Brazilians were mesmerized Friday evening as former president Luiz Inacio Lula da Silva appeared to defy an arrest warrant and did not turn himself into police to begin serving a 12-year prison sentence for corruption.
Mr. da Silva had a theoretical deadline of 5 p.m. Sao Paulo time to present himself to federal police in the southern city of Curitiba, where federal judge Sergio Moro convicted him of corruption and money laundering last year.
But 5 p.m. came and went and the leftist leader remained inside the boxy glass headquarters of the national metalworkers’ union with which his improbable political career began, in a piece of riveting political theatre that played out into the night.
“What Lula is doing is a political move − what he wants from this scene is to be seen as beloved, a hero of the population,” said Daniel Falcao, a professor of electoral and constitutional law at the University of Sao Paulo.
There was also the suggestion that the former president was simply buying time: Late in the evening, his lawyers presented another 11th-hour petition to the Supreme Court, saying Mr. da Silva should not be jailed until another legal process concludes.
Prof. Falcao said that the order from Judge Moro that Brazilians interpreted as an arrest warrant, was in fact a sort of invitation, and he would now need to issue another compelling the state to take the former president into custody. Mr. da Silva’s lawyers were reported by local media to be negotiating the terms with police.

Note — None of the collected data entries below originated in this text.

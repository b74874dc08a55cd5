// Copyright 2025-Present Datadog, Inc. https://www.datadoghq.com/
// SPDX-License-Identifier: Apache-2.0

//! Forwards this program's `tracing` events to InfluxDB.
//!
//! ```sh
//! INFLUXDB_URL=http://localhost:8086 INFLUXDB_DATABASE=logs \
//!   INFLUXDB_LOG_TAGS=user,service cargo run --example forward_tracing
//! ```

use std::env;
use std::time::Duration;

use influxdb_log_hook::{HookConfig, HttpWriter, InfluxDbConfig, InfluxDbHook, InfluxDbLayer};
use tracing::{debug, error, info, warn};
use tracing_subscriber::{prelude::*, EnvFilter};

#[tokio::main]
pub async fn main() {
    let log_level = env::var("RUST_LOG").unwrap_or_else(|_| "info".to_string());
    let env_filter = match EnvFilter::try_new(&log_level) {
        Ok(filter) => filter,
        Err(e) => {
            eprintln!("Invalid RUST_LOG '{log_level}': {e}");
            return;
        }
    };

    let hook_config = match HookConfig::from_env() {
        Ok(config) => config,
        Err(e) => {
            eprintln!("{e}");
            return;
        }
    };
    let writer = match InfluxDbConfig::from_env().map(|config| HttpWriter::new(&config)) {
        Ok(Ok(writer)) => writer,
        Ok(Err(e)) => {
            eprintln!("Failed to create InfluxDB writer: {e}");
            return;
        }
        Err(e) => {
            eprintln!("{e}");
            return;
        }
    };

    let (hook, task) = match InfluxDbHook::start(hook_config, writer) {
        Ok(started) => started,
        Err(e) => {
            eprintln!("{e}");
            return;
        }
    };

    // The filter only applies to console output; the hook has its own severity filter.
    tracing_subscriber::registry()
        .with(tracing_subscriber::fmt::layer().with_filter(env_filter))
        .with(InfluxDbLayer::new(hook))
        .init();

    info!(target: "checkout", service = "checkout", "service started");
    for attempt in 1..=3i64 {
        warn!(
            target: "checkout",
            service = "checkout",
            user = "alice",
            attempt,
            latency_ms = 250.0 * attempt as f64,
            "payment provider is slow"
        );
        tokio::time::sleep(Duration::from_millis(200)).await;
    }
    error!(target: "checkout", service = "checkout", user = "alice", "payment declined");
    debug!(target: "checkout", "shutting down");

    match task.shutdown().await {
        Ok(stats) => info!(
            "Forwarded {} points in {} writes, {} dropped",
            stats.flushed_points,
            stats.flushes,
            stats.dropped_points + stats.refused_points
        ),
        Err(e) => error!("Dispatcher worker failed: {e}"),
    }
}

“Of course a strong political leader like Lula would use the opportunity to benefit politically,” Prof. Falcao said, adding that it was reasonable to expect this kind of posturing given that Judge Moro acted to issue the arrest invitation with unprecedented speed.
Brazil's former President Luiz Inacio Lula da Silva defied a judge's order to turn himself in to police on Friday and start serving a 12-year prison sentence for bribery that would likely end his hopes of regaining the presidency.
Reuters
The judge ordered Mr. da Silva’s imprisonment just 22 minutes after the case was put up for processing, when Mr. da Silva lost a petition before the Supreme Court in the early hours of Thursday morning.
More than a thousand supporters of Mr. da Silva and his Workers’ Party spent the day waving red flags and chanting his old campaign slogans outside the union office. As dusk approached, the crowd grew tense, anticipating that police might arrive to escort Mr. da Silva from the building.
Mr. da Silva was convicted of having helped construction firm OAS SA win lucrative contracts with the state energy firm Petrobras SA in exchange for a three-bedroom beachfront apartment in a small town in Sao Paulo.
Many Brazilians celebrated the arrest warrant, and fireworks sounded at 5 p.m. in many cities across the country. Mr. da Silva is accused by his critics of having institutionalized a system of kickbacks for contracts. If he goes to jail, it will be an emblematic break from the impunity the powerful have traditionally enjoyed here.
But the country is deeply polarized and many others decried the legal process against him as political persecution by those who resented the redistribution of resources that occurred under the rule of his Workers’ Party. They say the hasty imprisonment order is an attempt to keep Mr. da Silva, who leads all polls, from once more standing for office in elections in October.
“Don’t expect us to walk to the slaughterhouse with our heads hanging low,” said Workers’ Party chair Gleisi Hoffman, half an hour after the apparent deadline expired. “We will stay here to show Brazil that there has to be a fight when you’re defending the rights of the people, the constitution and our democracy.” Ms. Hoffman is also charged with graft.
Saturday would have been the birthday of Mr. da Silva’s wife, Marisa, who died suddenly last year; local media reported that he might turn himself into police after a religious service in her memory at the union building.